──────── Records shown ────────

//! Mirror-message synchronization.
//!
//! Keeps the external chat message for each study consistent with the store.
//! Writers race (sign-off requests vs the voice poller), so all mirror writes
//! for a study serialize on a per-study lock and re-read the snapshot inside
//! it; the rendering that reaches the provider always matches a state the
//! store actually held.

pub mod format;

use std::collections::HashMap;
use std::sync::Arc;

use thiserror::Error;
use tokio::sync::Mutex;
use tracing::debug;

use crate::adapters::{MessagingApi, TelegramError};
use crate::store::{StoreError, StudyStore};

pub use format::{build_study_message, esc};

/// Errors from mirror operations.
#[derive(Debug, Error)]
pub enum SyncError {
    /// Edit requested before the mirror was ever created.
    #[error("study {0} has no mirror message")]
    MissingMirror(i64),

    #[error(transparent)]
    Provider(#[from] TelegramError),

    #[error(transparent)]
    Store(#[from] StoreError),
}

/// Creates, edits and deletes the chat message mirroring a study.
pub struct MessageSyncer {
    api: Arc<dyn MessagingApi>,
    store: Arc<StudyStore>,
    /// Default chat the mirrors live in.
    chat_id: String,
    /// One lock per study id; writers serialize here.
    locks: Mutex<HashMap<i64, Arc<Mutex<()>>>>,
}

impl MessageSyncer {
    pub fn new(api: Arc<dyn MessagingApi>, store: Arc<StudyStore>, chat_id: String) -> Self {
        Self {
            api,
            store,
            chat_id,
            locks: Mutex::new(HashMap::new()),
        }
    }

    async fn study_lock(&self, study_id: i64) -> Arc<Mutex<()>> {
        let mut locks = self.locks.lock().await;
        locks.entry(study_id).or_default().clone()
    }

    /// Send the initial mirror message and persist its identifiers.
    ///
    /// Re-creating an existing mirror sends a fresh message and repoints the
    /// study at it; the previous message is left to the caller to delete.
    pub async fn create(&self, study_id: i64) -> Result<(String, i64), SyncError> {
        let lock = self.study_lock(study_id).await;
        let _guard = lock.lock().await;

        let detail = self.store.get_detail(study_id)?;
        let text = build_study_message(&detail);
        let message_id = self.api.send_message(&self.chat_id, &text).await?;
        self.store.set_mirror(study_id, &self.chat_id, message_id)?;
        debug!(study_id, message_id, "mirror created");
        Ok((self.chat_id.clone(), message_id))
    }

    /// Re-render the study and replace the mirrored message text.
    ///
    /// No retry: the caller decides whether a provider failure matters for
    /// the state change that triggered the edit.
    pub async fn edit(&self, study_id: i64) -> Result<(), SyncError> {
        let lock = self.study_lock(study_id).await;
        let _guard = lock.lock().await;

        let detail = self.store.get_detail(study_id)?;
        let (chat_id, message_id) = match (&detail.chat_id, detail.message_id) {
            (Some(chat), Some(msg)) => (chat.clone(), msg),
            _ => return Err(SyncError::MissingMirror(study_id)),
        };

        let text = build_study_message(&detail);
        self.api
            .edit_message_text(&chat_id, message_id, &text)
            .await?;
        debug!(study_id, message_id, "mirror updated");
        Ok(())
    }

    /// Delete a mirrored message. Idempotent: deleting an already-removed
    /// message succeeds.
    pub async fn delete(&self, chat_id: &str, message_id: i64) -> Result<(), SyncError> {
        match self.api.delete_message(chat_id, message_id).await {
            Ok(()) => Ok(()),
            Err(err) if err.is_message_missing() => {
                debug!(chat_id, message_id, "mirror already gone");
                Ok(())
            }
            Err(err) => Err(err.into()),
        }
    }
}

/// Remove a study and its mirror together: the chat message first (swallowing
/// already-gone), then the row. The mirrored message must never outlive the
/// study.
pub async fn remove_study(
    store: &StudyStore,
    syncer: &MessageSyncer,
    study_id: i64,
) -> Result<(), SyncError> {
    let detail = store.get_detail(study_id)?;
    if let (Some(chat_id), Some(message_id)) = (&detail.chat_id, detail.message_id) {
        syncer.delete(chat_id, message_id).await?;
    }
    store.delete_study(study_id)?;
    Ok(())
}
//! Queued voice-reply jobs.

/// A unit of deferred work: an audio reply waiting to be downloaded and
/// attached to its study.
///
/// Rows are never deleted; `done` flips to true exactly once and the row
/// stays behind as an audit trail. A job may be attempted repeatedly while
/// `done` is false, bounded by the poller's retry ceiling.
#[derive(Debug, Clone, PartialEq, Eq)]
pub struct PendingVoiceJob {
    pub id: i64,
    /// Provider-assigned update identifier, used to drop redelivered events.
    pub update_id: Option<i64>,
    pub study_id: i64,
    pub chat_id: String,
    /// The reply message carrying the audio, not the mirrored message.
    pub reply_message_id: i64,
    pub file_id: String,
    /// Earliest eligible processing time, unix seconds.
    pub process_at: i64,
    pub attempts: u32,
    pub done: bool,
}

────────

The task.
An exact copy of all the entries is the required answer.

Answer for the task.
//! Mirror-message synchronization.
//!
//! Keeps the external chat message for each study consistent with the store.
//! Writers race (sign-off requests vs the voice poller), so all mirror writes
//! for a study serialize on a per-study lock and re-read the snapshot inside
//! it; the rendering that reaches the provider always matches a state the
//! store actually held.

pub mod format;

use std::collections::HashMap;
use std::sync::Arc;

use thiserror::Error;
use tokio::sync::Mutex;
use tracing::debug;

use crate::adapters::{MessagingApi, TelegramError};
use crate::store::{StoreError, StudyStore};

pub use format::{build_study_message, esc};

/// Errors from mirror operations.
#[derive(Debug, Error)]
pub enum SyncError {
    /// Edit requested before the mirror was ever created.
    #[error("study {0} has no mirror message")]
    MissingMirror(i64),

    #[error(transparent)]
    Provider(#[from] TelegramError),

    #[error(transparent)]
    Store(#[from] StoreError),
}

/// Creates, edits and deletes the chat message mirroring a study.
pub struct MessageSyncer {
    api: Arc<dyn MessagingApi>,
    store: Arc<StudyStore>,
    /// Default chat the mirrors live in.
    chat_id: String,
    /// One lock per study id; writers serialize here.
    locks: Mutex<HashMap<i64, Arc<Mutex<()>>>>,
}

impl MessageSyncer {
    pub fn new(api: Arc<dyn MessagingApi>, store: Arc<StudyStore>, chat_id: String) -> Self {
        Self {
            api,
            store,
            chat_id,
            locks: Mutex::new(HashMap::new()),
        }
    }

    async fn study_lock(&self, study_id: i64) -> Arc<Mutex<()>> {
        let mut locks = self.locks.lock().await;
        locks.entry(study_id).or_default().clone()
    }

    /// Send the initial mirror message and persist its identifiers.
    ///
    /// Re-creating an existing mirror sends a fresh message and repoints the
    /// study at it; the previous message is left to the caller to delete.
    pub async fn create(&self, study_id: i64) -> Result<(String, i64), SyncError> {
        let lock = self.study_lock(study_id).await;
        let _guard = lock.lock().await;

        let detail = self.store.get_detail(study_id)?;
        let text = build_study_message(&detail);
        let message_id = self.api.send_message(&self.chat_id, &text).await?;
        self.store.set_mirror(study_id, &self.chat_id, message_id)?;
        debug!(study_id, message_id, "mirror created");
        Ok((self.chat_id.clone(), message_id))
    }

    /// Re-render the study and replace the mirrored message text.
    ///
    /// No retry: the caller decides whether a provider failure matters for
    /// the state change that triggered the edit.
    pub async fn edit(&self, study_id: i64) -> Result<(), SyncError> {
        let lock = self.study_lock(study_id).await;
        let _guard = lock.lock().await;

        let detail = self.store.get_detail(study_id)?;
        let (chat_id, message_id) = match (&detail.chat_id, detail.message_id) {
            (Some(chat), Some(msg)) => (chat.clone(), msg),
            _ => return Err(SyncError::MissingMirror(study_id)),
        };

        let text = build_study_message(&detail);
        self.api
            .edit_message_text(&chat_id, message_id, &text)
            .await?;
        debug!(study_id, message_id, "mirror updated");
        Ok(())
    }

    /// Delete a mirrored message. Idempotent: deleting an already-removed
    /// message succeeds.
    pub async fn delete(&self, chat_id: &str, message_id: i64) -> Result<(), SyncError> {
        match self.api.delete_message(chat_id, message_id).await {
            Ok(()) => Ok(()),
            Err(err) if err.is_message_missing() => {
                debug!(chat_id, message_id, "mirror already gone");
                Ok(())
            }
            Err(err) => Err(err.into()),
        }
    }
}

/// Remove a study and its mirror together: the chat message first (swallowing
/// already-gone), then the row. The mirrored message must never outlive the
/// study.
pub async fn remove_study(
    store: &StudyStore,
    syncer: &MessageSyncer,
    study_id: i64,
) -> Result<(), SyncError> {
    let detail = store.get_detail(study_id)?;
    if let (Some(chat_id), Some(message_id)) = (&detail.chat_id, detail.message_id) {
        syncer.delete(chat_id, message_id).await?;
    }
    store.delete_study(study_id)?;
    Ok(())
}
//! Queued voice-reply jobs.

/// A unit of deferred work: an audio reply waiting to be downloaded and
/// attached to its study.
///
/// Rows are never deleted; `done` flips to true exactly once and the row
/// stays behind as an audit trail. A job may be attempted repeatedly while
/// `done` is false, bounded by the poller's retry ceiling.
#[derive(Debug, Clone, PartialEq, Eq)]
pub struct PendingVoiceJob {
    pub id: i64,
    /// Provider-assigned update identifier, used to drop redelivered events.
    pub update_id: Option<i64>,
    pub study_id: i64,
    pub chat_id: String,
    /// The reply message carrying the audio, not the mirrored message.
    pub reply_message_id: i64,
    pub file_id: String,
    /// Earliest eligible processing time, unix seconds.
    pub process_at: i64,
    pub attempts: u32,
    pub done: bool,
}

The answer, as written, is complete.